**ABOUT THIS TASK:** Filter the entries for lines with the word "GoldComet".
_____
//! Frame construction
//!
//! Turns a [`GameState`] into an ordered list of sprite draws. Later commands
//! paint over earlier ones.

use serde::Serialize;

use crate::consts::DEATH_HIDE_SHIP_AT;
use crate::sim::entities::{HazardRank, PickupKind};
use crate::sim::geometry::Rect;
use crate::sim::state::{BossEncounter, GameState, RunPhase};

/// Which image a command draws
#[derive(Debug, Clone, Copy, PartialEq, Eq, Serialize)]
#[serde(rename_all = "snake_case")]
pub enum SpriteKind {
    Background,
    Spaceship,
    Rocket,
    HostileRocket,
    Comet,
    GoldComet,
    Boss { open: bool },
    Explosion,
    ExtraRocketPickup,
    RadiusBoostPickup,
}

/// One sprite blit
#[derive(Debug, Clone, PartialEq, Serialize)]
pub struct DrawCommand {
    pub sprite: SpriteKind,
    pub dest: Rect,
    /// Clockwise degrees about the centre
    pub rotation: Option<f32>,
    /// Sheet frame for animated sprites
    pub frame: Option<usize>,
}

impl DrawCommand {
    fn sprite(sprite: SpriteKind, dest: Rect) -> Self {
        Self {
            sprite,
            dest,
            rotation: None,
            frame: None,
        }
    }
}

/// Everything the rasterizer needs for one presented frame
#[derive(Debug, Clone, Default, PartialEq, Serialize)]
pub struct Frame {
    pub commands: Vec<DrawCommand>,
    /// HUD score readout
    pub score: u64,
}

/// Whether the ship is still drawn
pub fn ship_visible(state: &GameState) -> bool {
    match state.phase {
        RunPhase::Alive | RunPhase::Victory => true,
        RunPhase::Dying { countdown } => countdown > DEATH_HIDE_SHIP_AT,
        RunPhase::GameOver => false,
    }
}

/// Build the draw list for the current state
pub fn build_frame(state: &GameState) -> Frame {
    let mut commands = Vec::with_capacity(
        3 + state.projectiles.len() + state.hazards.len() + state.effects.len() + state.pickups.len(),
    );

    // Two stacked copies of the background scroll down and wrap
    let width = state.settings.playfield_width;
    let height = state.settings.background_height;
    let offset = state.background_offset;
    commands.push(DrawCommand::sprite(
        SpriteKind::Background,
        Rect::new(0, offset, width, height),
    ));
    commands.push(DrawCommand::sprite(
        SpriteKind::Background,
        Rect::new(0, offset - height, width, height),
    ));

    if ship_visible(state) {
        commands.push(DrawCommand::sprite(
            SpriteKind::Spaceship,
            state.spaceship.bounds(),
        ));
    }

    for rocket in &state.projectiles {
        let sprite = if rocket.is_friendly() {
            SpriteKind::Rocket
        } else {
            SpriteKind::HostileRocket
        };
        commands.push(DrawCommand {
            rotation: Some(rocket.rotation_degrees()),
            ..DrawCommand::sprite(sprite, rocket.bounds())
        });
    }

    for hazard in &state.hazards {
        let sprite = match hazard.rank {
            HazardRank::Common => SpriteKind::Comet,
            HazardRank::Rare => SpriteKind::GoldComet,
        };
        commands.push(DrawCommand::sprite(sprite, hazard.bounds()));
    }

    if let BossEncounter::Active(boss) = &state.boss {
        if !boss.is_destroyed() {
            commands.push(DrawCommand::sprite(
                SpriteKind::Boss { open: boss.is_open },
                boss.bounds(),
            ));
        }
    }

    for effect in &state.effects {
        commands.push(DrawCommand {
            frame: Some(effect.animation.current_frame()),
            ..DrawCommand::sprite(SpriteKind::Explosion, effect.area)
        });
    }

    for pickup in &state.pickups {
        let sprite = match pickup.kind {
            PickupKind::ExtraRocket => SpriteKind::ExtraRocketPickup,
            PickupKind::RadiusBoost => SpriteKind::RadiusBoostPickup,
        };
        commands.push(DrawCommand::sprite(sprite, pickup.bounds()));
    }

    Frame {
        commands,
        score: state.score,
    }
}

#[cfg(test)]
mod tests {
    use super::*;
    use crate::settings::{GameVariant, Settings};
    use crate::sim::boss::Boss;
    use glam::IVec2;

    fn state() -> GameState {
        GameState::new(Settings::for_variant(GameVariant::Classic), 7)
    }

    fn sprites(frame: &Frame) -> Vec<SpriteKind> {
        frame.commands.iter().map(|c| c.sprite).collect()
    }

    #[test]
    fn test_empty_frame_is_background_and_ship() {
        let frame = build_frame(&state());
        assert_eq!(
            sprites(&frame),
            vec![
                SpriteKind::Background,
                SpriteKind::Background,
                SpriteKind::Spaceship
            ]
        );
        assert_eq!(frame.commands[0].dest, Rect::new(0, 0, 800, 600));
        assert_eq!(frame.commands[1].dest, Rect::new(0, -600, 800, 600));
        assert_eq!(frame.score, 0);
    }

    #[test]
    fn test_background_follows_scroll() {
        let mut state = state();
        state.background_offset = 120;
        let frame = build_frame(&state);
        assert_eq!(frame.commands[0].dest.y, 120);
        assert_eq!(frame.commands[1].dest.y, -480);
    }

    #[test]
    fn test_ship_hidden_late_in_death_sequence() {
        let mut state = state();
        state.phase = RunPhase::Dying { countdown: 51 };
        assert!(ship_visible(&state));
        state.phase = RunPhase::Dying { countdown: 50 };
        assert!(!ship_visible(&state));
        state.phase = RunPhase::GameOver;
        assert!(!sprites(&build_frame(&state)).contains(&SpriteKind::Spaceship));
    }

    #[test]
    fn test_layer_order_and_sprites() {
        let mut state = state();
        state.score = 40;
        state.try_fire();
        state.fire_hostile(IVec2::new(400, 100), IVec2::new(400, 500));
        let id = state.next_entity_id();
        state.hazards.push(crate::sim::entities::Hazard {
            id,
            pos: IVec2::new(100, 100),
            velocity: IVec2::new(0, 3),
            size: 80,
            rank: HazardRank::Rare,
        });
        state.apply_pickup(PickupKind::ExtraRocket);
        let id = state.next_entity_id();
        state.pickups.push(crate::sim::entities::Pickup {
            id,
            pos: IVec2::new(300, 300),
            kind: PickupKind::RadiusBoost,
        });
        state.spawn_effect(Rect::new(10, 10, 50, 50));
        state.boss = BossEncounter::Active(Boss::spawn(800, 500, 50));

        let frame = build_frame(&state);
        assert_eq!(
            sprites(&frame)[2..],
            [
                SpriteKind::Spaceship,
                SpriteKind::Rocket,
                SpriteKind::HostileRocket,
                SpriteKind::GoldComet,
                SpriteKind::Boss { open: false },
                SpriteKind::Explosion,
                SpriteKind::RadiusBoostPickup,
            ]
        );
        assert_eq!(frame.score, 40);

        let rocket = &frame.commands[3];
        assert_eq!(rocket.rotation, Some(0.0));
        let hostile = &frame.commands[4];
        assert_eq!(hostile.rotation.map(|r| r.round()), Some(180.0));
        let explosion = &frame.commands[7];
        assert_eq!(explosion.frame, Some(0));
    }
}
_____
**COMPLETED TASK:**
    GoldComet,
            HazardRank::Rare => SpriteKind::GoldComet,
                SpriteKind::GoldComet,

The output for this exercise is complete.